Toute l’ancienne pharmacopée magique et intuitive est recensée dans ce musée complètement insolite dont les grandes vitrines consacrées aux amulettes sont fascinantes, à l’image des « images à avaler » de la vierge pour se protéger de tous les maux. L’histoire continue avec l’invention de l’homéopathie et les pharmacies de voyage, les petits scarificateurs à saignée et les anciens microscopes. On pourrait également citer les innombrables mortiers, bouteilles et piluliers, ou encore les ciseaux et les petites marmites. Le parcours se poursuit avec la reconstitution, dans l’ancienne chapelle du XVe siècle, d’un laboratoire d’alchimiste rempli d’ustensiles des XVIIe et XVIIIe siècles puis d’un véritable laboratoire d’apothicaire tel qu’il était aux alentours de 1800 avec chaudière en métal, cornue en verre, sabliers, mortiers, trébuchets, boîtes en étain et alambics.

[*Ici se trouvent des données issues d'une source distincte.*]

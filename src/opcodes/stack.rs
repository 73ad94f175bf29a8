//! PHA/PHP/PLA/PLP, built on the page-1 push/pull primitives on [`Cpu`].

use crate::cpu::Cpu;
use crate::opcodes::Operand;
use crate::registers::StatusFlags;

pub fn pha(cpu: &mut Cpu, _operand: &Operand) {
    let value = cpu.registers.ac;
    cpu.push_u8(value);
}

pub fn php(cpu: &mut Cpu, _operand: &Operand) {
    // The byte PHP pushes always has the break bit set, unlike the live
    // status register, which only sets it while actually handling a BRK.
    let value = cpu.registers.sr() | StatusFlags::BREAK.bits();
    cpu.push_u8(value);
}

pub fn pla(cpu: &mut Cpu, _operand: &Operand) {
    let value = cpu.pop_u8();
    cpu.registers.write_ac(value);
}

pub fn plp(cpu: &mut Cpu, _operand: &Operand) {
    let value = cpu.pop_u8();
    cpu.registers.set_sr(value);
}
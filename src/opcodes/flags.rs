//! The flag-clear/flag-set instructions, plus NOP.

use crate::cpu::Cpu;
use crate::opcodes::Operand;
use crate::registers::StatusFlags;

pub fn clc(cpu: &mut Cpu, _operand: &Operand) {
    cpu.registers.set_flag(StatusFlags::CARRY, false);
}

pub fn sec(cpu: &mut Cpu, _operand: &Operand) {
    cpu.registers.set_flag(StatusFlags::CARRY, true);
}

pub fn cli(cpu: &mut Cpu, _operand: &Operand) {
    cpu.registers.set_flag(StatusFlags::INTERRUPT_DISABLE, false);
}

pub fn sei(cpu: &mut Cpu, _operand: &Operand) {
    cpu.registers.set_flag(StatusFlags::INTERRUPT_DISABLE, true);
}

pub fn clv(cpu: &mut Cpu, _operand: &Operand) {
    cpu.registers.set_flag(StatusFlags::OVERFLOW, false);
}

pub fn cld(cpu: &mut Cpu, _operand: &Operand) {
    cpu.registers.set_flag(StatusFlags::DECIMAL, false);
}

pub fn sed(cpu: &mut Cpu, _operand: &Operand) {
    cpu.registers.set_flag(StatusFlags::DECIMAL, true);
}

pub fn nop(_cpu: &mut Cpu, _operand: &Operand) {}

#[cfg(test)]
mod test {
    use super::*;
    use crate::cpu::Cpu;

    #[test]
    fn clc_clears_carry() {
        let mut cpu = Cpu::new();
        cpu.registers.set_flag(StatusFlags::CARRY, true);
        clc(&mut cpu, &Operand::implied(0));
        assert!(!cpu.registers.carry());
    }

    #[test]
    fn sec_sets_carry() {
        let mut cpu = Cpu::new();
        sec(&mut cpu, &Operand::implied(0));
        assert!(cpu.registers.carry());
    }

    #[test]
    fn cli_clears_interrupt_disable() {
        let mut cpu = Cpu::new();
        cpu.registers.set_flag(StatusFlags::INTERRUPT_DISABLE, true);
        cli(&mut cpu, &Operand::implied(0));
        assert!(!cpu.registers.interrupt_disable());
    }

    #[test]
    fn sei_sets_interrupt_disable() {
        let mut cpu = Cpu::new();
        sei(&mut cpu, &Operand::implied(0));
        assert!(cpu.registers.interrupt_disable());
    }

    #[test]
    fn clv_clears_overflow() {
        let mut cpu = Cpu::new();
        cpu.registers.set_flag(StatusFlags::OVERFLOW, true);
        clv(&mut cpu, &Operand::implied(0));
        assert!(!cpu.registers.overflow());
    }

    #[test]
    fn cld_clears_decimal() {
        let mut cpu = Cpu::new();
        cpu.registers.set_flag(StatusFlags::DECIMAL, true);
        cld(&mut cpu, &Operand::implied(0));
        assert!(!cpu.registers.decimal());
    }

    #[test]
    fn sed_sets_decimal() {
        let mut cpu = Cpu::new();
        sed(&mut cpu, &Operand::implied(0));
        assert!(cpu.registers.decimal());
    }

    #[test]
    fn nop_leaves_every_register_untouched() {
        let mut cpu = Cpu::new();
        let before = cpu.registers.clone();
        nop(&mut cpu, &Operand::implied(0));
        assert_eq!(cpu.registers, before);
    }
}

Deux pharmacies entièrement boisées
À l’intérieur même du parcours de visite, on est surpris de voir deux magnifiques pharmacies entièrement conservées derrière une vitrine. La première, avec ses boiseries vert pâle, montre, à la manière d’une period room, une pharmacie dans le style Empire avec ses pots en faïence et son comptoir en bois jaune surmonté d’un portique doré richement ornementé où suspendre les ustensiles. La seconde, la plus belle, légèrement plus ancienne, est la magnifique pharmacie de la cour d’Innsbruck, datée de 1755, conservée dans un état extraordinaire. Faïences bleues et blanches, bois sombre, grands mortiers de bronze, placards et étagères moulurés sont impeccablement lustrés dans une immense perspective. Le voyage se termine dans la plus grande salle, saturée de majoliques italiennes et de faïences issues des plus célèbres manufactures. Albarello, chevrettes, pots canon, pot de monstre, de Delft, de Castelli, de Naples, de Faenza. Et même une assiette à confiserie rappelant que dans les pharmacies, les gourmandises sucrées étaient également vendues au comptoir. À peine sorti, on se dit qu’il faudra revenir car deux heures n’auront pas suffi à admirer toutes les curiosités du lieu.